No advento nos preparamos para o Natal. O advento é a saída das trevas do pecado, da ignorância, do desamor para ir ao encontro da Luz que é o Cristo, como veremos no nascimento de Cristo: o céu á noite se iluminou, vieram os anjos da luz e cantavam com a chegada do Salvador.  

O pecado nos conduz para as trevas, a escuridão, para esconder-nos de Deus, como nossos primeiros pais(Gn 3,8). 

O Natal que preparamos é a festa da Luz, como diz S. João: no início era o Verbo(o Filho de Deus). nele estava a vida e a vida era a luz dos homens. A luz brilha nas trevas, as ilumina(1, 1s) 

Essa luz é também sinal de nossa fé, que desde nosso batismo a acendemos para lembrar-nos que somos filhos da luz!(Lc 16, 8) 

Mateus, 24, 37-44  – A vinda do Filho do Homem será como em tempos de Noé, quando muitos  estavam se entregando à uma vida fácil. Veio o dilúvio e morreram. Assim vai acontecer com a chegada do Filho do Homem: fiquem atentos porque vocês não sabem em que dia virá o Senhor. Estejam preparados.  Na hora em que menos esperem o Filho do Homem virá. 

Nada impede Deus de vir ao nosso encontro, de estar presente em qualquer situação de nossa vida. Tudo está sempre claro diante de seus olhos. Mas a maneira de Deus conduzir nossa vida não é intervir logo diante de alguma falta ou desvio e nem mesmo de socorrer-nos logo que necessitamos. Deus é paciente, sabe esperar a hora própria e melhor. 

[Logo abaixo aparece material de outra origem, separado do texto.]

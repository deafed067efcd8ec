//! # Geomatica Colormap
//!
//! Color mapping, figure drawing and PNG export for the course units.
//!
//! [`raster_to_rgba`] turns a `Raster<T>` into an RGBA buffer through one of
//! the continuous [`ColorScheme`]s; land-cover codes go through
//! [`categorical_to_rgba`] with [`landcover_color`]. Figures are plain
//! images with axes and no text.
//!
//! ## Usage
//!
//! ```ignore
//! use geomatica_colormap::{auto_params, raster_to_rgba, rgba_image, save_png, ColorScheme};
//!
//! let params = auto_params(&dem, ColorScheme::Terrain);
//! let rgba = raster_to_rgba(&dem, &params);
//! save_png(&rgba_image(dem.rows(), dem.cols(), rgba).unwrap(), "dem.png")?;
//! ```

mod export;
mod figure;
mod landcover;
mod render;
mod scheme;

pub use export::save_png;
pub use image::RgbaImage;
pub use figure::{bar_chart, panels, Canvas, LineChart};
pub use landcover::landcover_color;
pub use render::{
    auto_params, categorical_to_rgba, composite_to_rgba, raster_to_rgba, rgba_image,
    ColormapParams,
};
pub use scheme::{evaluate, ColorScheme, ColorStop, Rgb};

Embora possa até então parecer que Ele não esteja vendo ou não perceba. Tudo está muito claro diante de seus olhos. Ele sempre aguarda que ouçamos a voz de nossa consciência ou possamos perceber as consequências de nossos atos. 

Este trecho do evangelho de Mateus dentro do período do advento lembra-nos que este tempo de preparação para o  Natal é de certa forma um tempo de penitência, de proposta de revisão e renovação de nossa vida; 

A pedagogia de nossa religião, como deveria ser também numa família, numa comunidade, é de tempos em tempos ajudar-nos a avaliar nossa caminhada para corrigir os desvios do caminho certo. 

O Natal é lembrança, é comemoração,  e ao mesmo tempo faz-nos reviver o fato que festejamos. Aliás em nossa vida deveria ser sempre assim: quando nos lembramos de fatos passados principalmente daqueles que nos trouxeram alegria e satisfação, não devíamos só estar com saudade do que ocorreu. A comemoração deve ser ao mesmo tempo reviver. 

E os fatos religiosos de nossa fé vão mais além. A lembrança leva-nos a acreditar que tudo está acontecendo de novo. Porque para Deus nada é passado. Principalmente tudo o que Cristo em nossa história fez por nós. 

A salvação está sempre presente pois Deus é sempre presente em nossa vida com tudo o que é e do que dispõe para nosso bem.